__Problem details__:
Print every record exactly.

-------------------------

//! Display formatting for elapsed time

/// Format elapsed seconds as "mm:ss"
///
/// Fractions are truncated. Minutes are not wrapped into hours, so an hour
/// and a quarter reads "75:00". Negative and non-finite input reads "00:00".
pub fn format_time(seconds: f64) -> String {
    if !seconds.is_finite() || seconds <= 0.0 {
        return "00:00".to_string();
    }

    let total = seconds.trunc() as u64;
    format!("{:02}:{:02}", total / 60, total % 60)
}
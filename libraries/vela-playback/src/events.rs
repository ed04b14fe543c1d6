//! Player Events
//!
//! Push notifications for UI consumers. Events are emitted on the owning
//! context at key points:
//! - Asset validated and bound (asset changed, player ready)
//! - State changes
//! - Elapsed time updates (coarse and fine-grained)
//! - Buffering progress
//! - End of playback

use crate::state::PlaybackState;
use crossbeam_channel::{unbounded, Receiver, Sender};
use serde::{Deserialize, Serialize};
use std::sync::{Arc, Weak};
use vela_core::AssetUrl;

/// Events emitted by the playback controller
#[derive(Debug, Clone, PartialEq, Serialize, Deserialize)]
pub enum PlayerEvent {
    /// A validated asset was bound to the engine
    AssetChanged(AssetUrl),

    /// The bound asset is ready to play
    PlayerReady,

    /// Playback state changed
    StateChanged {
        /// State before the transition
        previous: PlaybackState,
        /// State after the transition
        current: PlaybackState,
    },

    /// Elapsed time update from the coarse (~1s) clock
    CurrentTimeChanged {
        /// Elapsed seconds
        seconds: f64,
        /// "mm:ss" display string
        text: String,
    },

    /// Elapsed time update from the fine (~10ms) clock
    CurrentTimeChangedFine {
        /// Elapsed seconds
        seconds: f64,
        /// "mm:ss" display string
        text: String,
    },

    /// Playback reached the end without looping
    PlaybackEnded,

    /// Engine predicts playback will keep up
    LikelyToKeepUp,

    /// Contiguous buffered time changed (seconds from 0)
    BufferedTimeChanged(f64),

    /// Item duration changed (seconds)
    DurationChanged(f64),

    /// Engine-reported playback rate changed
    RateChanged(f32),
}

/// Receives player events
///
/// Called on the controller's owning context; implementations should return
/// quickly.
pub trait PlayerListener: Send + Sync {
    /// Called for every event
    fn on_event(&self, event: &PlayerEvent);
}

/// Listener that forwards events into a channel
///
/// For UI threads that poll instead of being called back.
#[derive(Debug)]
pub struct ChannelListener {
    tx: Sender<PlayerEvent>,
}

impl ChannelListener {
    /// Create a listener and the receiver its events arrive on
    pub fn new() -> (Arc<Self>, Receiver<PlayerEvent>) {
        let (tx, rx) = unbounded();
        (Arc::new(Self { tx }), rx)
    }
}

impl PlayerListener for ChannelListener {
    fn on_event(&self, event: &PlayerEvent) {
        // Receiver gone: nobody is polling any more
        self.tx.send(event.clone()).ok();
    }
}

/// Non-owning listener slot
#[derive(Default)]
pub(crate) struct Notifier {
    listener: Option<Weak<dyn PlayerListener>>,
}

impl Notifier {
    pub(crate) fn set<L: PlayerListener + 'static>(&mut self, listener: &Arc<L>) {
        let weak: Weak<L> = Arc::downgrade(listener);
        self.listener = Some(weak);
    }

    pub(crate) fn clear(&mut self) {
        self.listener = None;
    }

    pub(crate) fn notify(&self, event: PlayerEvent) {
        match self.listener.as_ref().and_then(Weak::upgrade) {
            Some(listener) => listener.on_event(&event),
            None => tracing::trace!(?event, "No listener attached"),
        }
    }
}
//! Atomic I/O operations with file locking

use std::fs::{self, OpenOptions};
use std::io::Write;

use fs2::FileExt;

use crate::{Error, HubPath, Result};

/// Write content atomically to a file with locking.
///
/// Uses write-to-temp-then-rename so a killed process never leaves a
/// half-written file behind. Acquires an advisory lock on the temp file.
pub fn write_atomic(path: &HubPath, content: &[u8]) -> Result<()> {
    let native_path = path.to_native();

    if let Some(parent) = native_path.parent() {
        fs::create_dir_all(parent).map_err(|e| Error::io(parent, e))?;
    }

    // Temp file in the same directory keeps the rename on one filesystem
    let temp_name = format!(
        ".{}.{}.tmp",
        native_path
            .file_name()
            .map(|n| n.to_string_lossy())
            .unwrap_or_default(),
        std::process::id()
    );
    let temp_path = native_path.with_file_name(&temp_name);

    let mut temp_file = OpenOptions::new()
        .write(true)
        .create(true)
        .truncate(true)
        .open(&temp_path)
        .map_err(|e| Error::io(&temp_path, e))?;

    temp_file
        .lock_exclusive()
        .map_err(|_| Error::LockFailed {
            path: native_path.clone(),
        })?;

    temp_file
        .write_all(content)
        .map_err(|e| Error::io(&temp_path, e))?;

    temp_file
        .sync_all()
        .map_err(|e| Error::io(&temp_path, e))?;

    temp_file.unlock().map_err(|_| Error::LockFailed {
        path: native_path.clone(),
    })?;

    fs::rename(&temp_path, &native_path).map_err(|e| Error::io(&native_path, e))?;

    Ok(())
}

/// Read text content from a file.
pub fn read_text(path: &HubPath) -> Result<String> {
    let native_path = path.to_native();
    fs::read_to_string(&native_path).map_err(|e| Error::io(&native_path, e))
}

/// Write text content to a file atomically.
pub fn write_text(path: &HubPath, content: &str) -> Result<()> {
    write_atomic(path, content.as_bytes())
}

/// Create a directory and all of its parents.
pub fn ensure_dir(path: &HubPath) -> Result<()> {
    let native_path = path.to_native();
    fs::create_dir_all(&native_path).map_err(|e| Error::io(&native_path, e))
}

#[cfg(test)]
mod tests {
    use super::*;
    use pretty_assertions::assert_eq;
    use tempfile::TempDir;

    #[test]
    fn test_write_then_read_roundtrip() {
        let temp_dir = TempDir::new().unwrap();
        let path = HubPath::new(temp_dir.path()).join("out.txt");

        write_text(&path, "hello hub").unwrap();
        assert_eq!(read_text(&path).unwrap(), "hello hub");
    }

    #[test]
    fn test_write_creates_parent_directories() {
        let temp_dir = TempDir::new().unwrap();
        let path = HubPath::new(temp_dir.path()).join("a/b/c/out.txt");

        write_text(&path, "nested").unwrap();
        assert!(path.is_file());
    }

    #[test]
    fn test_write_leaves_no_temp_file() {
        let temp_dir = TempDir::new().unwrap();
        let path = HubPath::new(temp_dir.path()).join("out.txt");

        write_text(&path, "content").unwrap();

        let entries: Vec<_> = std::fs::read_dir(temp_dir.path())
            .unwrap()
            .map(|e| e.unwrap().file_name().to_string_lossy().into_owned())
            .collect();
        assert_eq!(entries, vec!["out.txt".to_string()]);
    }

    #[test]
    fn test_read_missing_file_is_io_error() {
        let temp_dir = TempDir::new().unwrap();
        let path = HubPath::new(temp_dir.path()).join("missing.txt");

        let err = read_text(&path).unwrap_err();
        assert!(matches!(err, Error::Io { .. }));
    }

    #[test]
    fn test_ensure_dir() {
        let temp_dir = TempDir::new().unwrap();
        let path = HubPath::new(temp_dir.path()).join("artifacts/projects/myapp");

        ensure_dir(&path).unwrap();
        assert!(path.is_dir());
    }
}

-------------------------

__Expected answer__:
//! Display formatting for elapsed time

/// Format elapsed seconds as "mm:ss"
///
/// Fractions are truncated. Minutes are not wrapped into hours, so an hour
/// and a quarter reads "75:00". Negative and non-finite input reads "00:00".
pub fn format_time(seconds: f64) -> String {
    if !seconds.is_finite() || seconds <= 0.0 {
        return "00:00".to_string();
    }

    let total = seconds.trunc() as u64;
    format!("{:02}:{:02}", total / 60, total % 60)
}
filename libraries/vela-playback/src/events.rs
repository ed04b14fe543c1d6
//! Player Events
//!
//! Push notifications for UI consumers. Events are emitted on the owning
//! context at key points:
//! - Asset validated and bound (asset changed, player ready)
//! - State changes
//! - Elapsed time updates (coarse and fine-grained)
//! - Buffering progress
//! - End of playback

use crate::state::PlaybackState;
use crossbeam_channel::{unbounded, Receiver, Sender};
use serde::{Deserialize, Serialize};
use std::sync::{Arc, Weak};
use vela_core::AssetUrl;

/// Events emitted by the playback controller
#[derive(Debug, Clone, PartialEq, Serialize, Deserialize)]
pub enum PlayerEvent {
    /// A validated asset was bound to the engine
    AssetChanged(AssetUrl),

    /// The bound asset is ready to play
    PlayerReady,

    /// Playback state changed
    StateChanged {
        /// State before the transition
        previous: PlaybackState,
        /// State after the transition
        current: PlaybackState,
    },

    /// Elapsed time update from the coarse (~1s) clock
    CurrentTimeChanged {
        /// Elapsed seconds
        seconds: f64,
        /// "mm:ss" display string
        text: String,
    },

    /// Elapsed time update from the fine (~10ms) clock
    CurrentTimeChangedFine {
        /// Elapsed seconds
        seconds: f64,
        /// "mm:ss" display string
        text: String,
    },

    /// Playback reached the end without looping
    PlaybackEnded,

    /// Engine predicts playback will keep up
    LikelyToKeepUp,

    /// Contiguous buffered time changed (seconds from 0)
    BufferedTimeChanged(f64),

    /// Item duration changed (seconds)
    DurationChanged(f64),

    /// Engine-reported playback rate changed
    RateChanged(f32),
}

/// Receives player events
///
/// Called on the controller's owning context; implementations should return
/// quickly.
pub trait PlayerListener: Send + Sync {
    /// Called for every event
    fn on_event(&self, event: &PlayerEvent);
}

/// Listener that forwards events into a channel
///
/// For UI threads that poll instead of being called back.
#[derive(Debug)]
pub struct ChannelListener {
    tx: Sender<PlayerEvent>,
}

impl ChannelListener {
    /// Create a listener and the receiver its events arrive on
    pub fn new() -> (Arc<Self>, Receiver<PlayerEvent>) {
        let (tx, rx) = unbounded();
        (Arc::new(Self { tx }), rx)
    }
}

impl PlayerListener for ChannelListener {
    fn on_event(&self, event: &PlayerEvent) {
        // Receiver gone: nobody is polling any more
        self.tx.send(event.clone()).ok();
    }
}

/// Non-owning listener slot
#[derive(Default)]
pub(crate) struct Notifier {
    listener: Option<Weak<dyn PlayerListener>>,
}

impl Notifier {
    pub(crate) fn set<L: PlayerListener + 'static>(&mut self, listener: &Arc<L>) {
        let weak: Weak<L> = Arc::downgrade(listener);
        self.listener = Some(weak);
    }

    pub(crate) fn clear(&mut self) {
        self.listener = None;
    }

    pub(crate) fn notify(&self, event: PlayerEvent) {
        match self.listener.as_ref().and_then(Weak::upgrade) {
            Some(listener) => listener.on_event(&event),
            None => tracing::trace!(?event, "No listener attached"),
        }
    }
}
//! Atomic I/O operations with file locking

use std::fs::{self, OpenOptions};
use std::io::Write;

use fs2::FileExt;

use crate::{Error, HubPath, Result};

/// Write content atomically to a file with locking.
///
/// Uses write-to-temp-then-rename so a killed process never leaves a
/// half-written file behind. Acquires an advisory lock on the temp file.
pub fn write_atomic(path: &HubPath, content: &[u8]) -> Result<()> {
    let native_path = path.to_native();

    if let Some(parent) = native_path.parent() {
        fs::create_dir_all(parent).map_err(|e| Error::io(parent, e))?;
    }

    // Temp file in the same directory keeps the rename on one filesystem
    let temp_name = format!(
        ".{}.{}.tmp",
        native_path
            .file_name()
            .map(|n| n.to_string_lossy())
            .unwrap_or_default(),
        std::process::id()
    );
    let temp_path = native_path.with_file_name(&temp_name);

    let mut temp_file = OpenOptions::new()
        .write(true)
        .create(true)
        .truncate(true)
        .open(&temp_path)
        .map_err(|e| Error::io(&temp_path, e))?;

    temp_file
        .lock_exclusive()
        .map_err(|_| Error::LockFailed {
            path: native_path.clone(),
        })?;

    temp_file
        .write_all(content)
        .map_err(|e| Error::io(&temp_path, e))?;

    temp_file
        .sync_all()
        .map_err(|e| Error::io(&temp_path, e))?;

    temp_file.unlock().map_err(|_| Error::LockFailed {
        path: native_path.clone(),
    })?;

    fs::rename(&temp_path, &native_path).map_err(|e| Error::io(&native_path, e))?;

    Ok(())
}

/// Read text content from a file.
pub fn read_text(path: &HubPath) -> Result<String> {
    let native_path = path.to_native();
    fs::read_to_string(&native_path).map_err(|e| Error::io(&native_path, e))
}

/// Write text content to a file atomically.
pub fn write_text(path: &HubPath, content: &str) -> Result<()> {
    write_atomic(path, content.as_bytes())
}

/// Create a directory and all of its parents.
pub fn ensure_dir(path: &HubPath) -> Result<()> {
    let native_path = path.to_native();
    fs::create_dir_all(&native_path).map_err(|e| Error::io(&native_path, e))
}

#[cfg(test)]
mod tests {
    use super::*;
    use pretty_assertions::assert_eq;
    use tempfile::TempDir;

    #[test]
    fn test_write_then_read_roundtrip() {
        let temp_dir = TempDir::new().unwrap();
        let path = HubPath::new(temp_dir.path()).join("out.txt");

        write_text(&path, "hello hub").unwrap();
        assert_eq!(read_text(&path).unwrap(), "hello hub");
    }

    #[test]
    fn test_write_creates_parent_directories() {
        let temp_dir = TempDir::new().unwrap();
        let path = HubPath::new(temp_dir.path()).join("a/b/c/out.txt");

        write_text(&path, "nested").unwrap();
        assert!(path.is_file());
    }

    #[test]
    fn test_write_leaves_no_temp_file() {
        let temp_dir = TempDir::new().unwrap();
        let path = HubPath::new(temp_dir.path()).join("out.txt");

        write_text(&path, "content").unwrap();

        let entries: Vec<_> = std::fs::read_dir(temp_dir.path())
            .unwrap()
            .map(|e| e.unwrap().file_name().to_string_lossy().into_owned())
            .collect();
        assert_eq!(entries, vec!["out.txt".to_string()]);
    }

    #[test]
    fn test_read_missing_file_is_io_error() {
        let temp_dir = TempDir::new().unwrap();
        let path = HubPath::new(temp_dir.path()).join("missing.txt");

        let err = read_text(&path).unwrap_err();
        assert!(matches!(err, Error::Io { .. }));
    }

    #[test]
    fn test_ensure_dir() {
        let temp_dir = TempDir::new().unwrap();
        let path = HubPath::new(temp_dir.path()).join("artifacts/projects/myapp");

        ensure_dir(&path).unwrap();
        assert!(path.is_dir());
    }
}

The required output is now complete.